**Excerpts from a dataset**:

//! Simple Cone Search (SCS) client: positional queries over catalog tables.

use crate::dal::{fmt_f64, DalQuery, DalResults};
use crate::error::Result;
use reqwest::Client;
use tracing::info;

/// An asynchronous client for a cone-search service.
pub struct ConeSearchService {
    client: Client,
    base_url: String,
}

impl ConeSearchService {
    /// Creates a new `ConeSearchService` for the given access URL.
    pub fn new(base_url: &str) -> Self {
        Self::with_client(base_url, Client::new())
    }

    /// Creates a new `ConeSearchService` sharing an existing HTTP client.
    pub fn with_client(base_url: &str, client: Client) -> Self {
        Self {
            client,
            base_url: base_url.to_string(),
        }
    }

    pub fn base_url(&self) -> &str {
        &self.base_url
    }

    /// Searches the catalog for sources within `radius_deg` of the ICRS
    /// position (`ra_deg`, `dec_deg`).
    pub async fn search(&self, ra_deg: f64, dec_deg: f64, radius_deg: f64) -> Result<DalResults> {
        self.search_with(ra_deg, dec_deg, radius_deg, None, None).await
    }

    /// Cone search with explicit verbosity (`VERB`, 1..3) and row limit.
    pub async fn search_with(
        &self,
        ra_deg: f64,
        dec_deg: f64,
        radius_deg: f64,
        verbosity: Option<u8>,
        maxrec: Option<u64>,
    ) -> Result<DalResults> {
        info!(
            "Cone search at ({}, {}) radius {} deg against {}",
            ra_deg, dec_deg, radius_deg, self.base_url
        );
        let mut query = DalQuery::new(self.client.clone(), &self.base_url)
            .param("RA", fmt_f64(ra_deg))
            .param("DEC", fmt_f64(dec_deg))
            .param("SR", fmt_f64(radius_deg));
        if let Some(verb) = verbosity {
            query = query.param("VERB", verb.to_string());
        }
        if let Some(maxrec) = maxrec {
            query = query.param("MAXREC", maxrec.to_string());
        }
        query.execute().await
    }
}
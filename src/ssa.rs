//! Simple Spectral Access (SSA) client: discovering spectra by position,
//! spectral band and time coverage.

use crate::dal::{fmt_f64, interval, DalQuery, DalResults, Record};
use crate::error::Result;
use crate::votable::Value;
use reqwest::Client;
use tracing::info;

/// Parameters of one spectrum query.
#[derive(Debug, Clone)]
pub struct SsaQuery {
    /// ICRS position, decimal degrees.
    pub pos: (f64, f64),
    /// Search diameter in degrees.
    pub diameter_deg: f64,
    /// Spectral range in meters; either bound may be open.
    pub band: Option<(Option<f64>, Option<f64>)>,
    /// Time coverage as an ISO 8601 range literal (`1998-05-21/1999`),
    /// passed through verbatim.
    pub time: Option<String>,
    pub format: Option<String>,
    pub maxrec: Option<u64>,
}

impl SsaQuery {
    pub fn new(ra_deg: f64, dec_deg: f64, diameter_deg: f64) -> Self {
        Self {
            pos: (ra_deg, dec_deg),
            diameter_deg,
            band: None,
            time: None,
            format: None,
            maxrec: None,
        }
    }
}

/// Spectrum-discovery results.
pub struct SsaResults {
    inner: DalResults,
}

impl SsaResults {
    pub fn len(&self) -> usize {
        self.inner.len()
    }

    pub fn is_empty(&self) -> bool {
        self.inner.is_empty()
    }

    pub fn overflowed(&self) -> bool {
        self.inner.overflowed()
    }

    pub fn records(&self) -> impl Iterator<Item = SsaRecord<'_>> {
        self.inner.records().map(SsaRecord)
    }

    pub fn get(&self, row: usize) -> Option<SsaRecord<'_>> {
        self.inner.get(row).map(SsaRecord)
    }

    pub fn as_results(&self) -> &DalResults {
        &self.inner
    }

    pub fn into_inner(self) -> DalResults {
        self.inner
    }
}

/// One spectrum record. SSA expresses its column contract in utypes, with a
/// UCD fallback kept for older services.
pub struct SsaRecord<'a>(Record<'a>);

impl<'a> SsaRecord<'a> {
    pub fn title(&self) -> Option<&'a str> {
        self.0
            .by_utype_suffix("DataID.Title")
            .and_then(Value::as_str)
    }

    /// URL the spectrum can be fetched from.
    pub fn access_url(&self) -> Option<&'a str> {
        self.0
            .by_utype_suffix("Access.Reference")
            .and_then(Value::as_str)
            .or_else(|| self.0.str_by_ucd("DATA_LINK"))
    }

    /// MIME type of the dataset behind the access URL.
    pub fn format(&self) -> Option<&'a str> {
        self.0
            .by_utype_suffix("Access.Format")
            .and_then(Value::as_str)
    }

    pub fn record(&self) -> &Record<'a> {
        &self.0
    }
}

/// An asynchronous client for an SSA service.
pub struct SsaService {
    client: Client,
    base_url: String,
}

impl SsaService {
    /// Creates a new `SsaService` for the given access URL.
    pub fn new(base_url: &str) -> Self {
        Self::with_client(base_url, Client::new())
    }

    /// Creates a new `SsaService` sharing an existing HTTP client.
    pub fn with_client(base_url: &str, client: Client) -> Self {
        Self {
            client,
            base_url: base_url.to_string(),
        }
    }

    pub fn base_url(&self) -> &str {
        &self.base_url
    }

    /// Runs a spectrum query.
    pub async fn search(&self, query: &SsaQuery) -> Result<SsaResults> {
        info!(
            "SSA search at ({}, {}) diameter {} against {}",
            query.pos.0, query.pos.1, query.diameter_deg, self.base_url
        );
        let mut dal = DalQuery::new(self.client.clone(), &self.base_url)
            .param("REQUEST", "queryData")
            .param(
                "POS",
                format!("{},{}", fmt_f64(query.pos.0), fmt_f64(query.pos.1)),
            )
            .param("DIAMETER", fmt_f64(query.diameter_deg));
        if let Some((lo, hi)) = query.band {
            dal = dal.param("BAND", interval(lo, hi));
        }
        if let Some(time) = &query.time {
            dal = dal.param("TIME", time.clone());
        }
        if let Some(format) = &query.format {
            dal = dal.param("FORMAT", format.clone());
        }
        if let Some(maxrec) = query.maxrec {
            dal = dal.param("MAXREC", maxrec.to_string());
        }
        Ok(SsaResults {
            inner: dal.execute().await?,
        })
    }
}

**WHAT THE TASK ASKS**:
Scan the entries above for the word "None", then copy every line in which it occurs.

**ANSWER TO THE PROBLEM**:
        self.search_with(ra_deg, dec_deg, radius_deg, None, None).await
            band: None,
            time: None,
            format: None,
            maxrec: None,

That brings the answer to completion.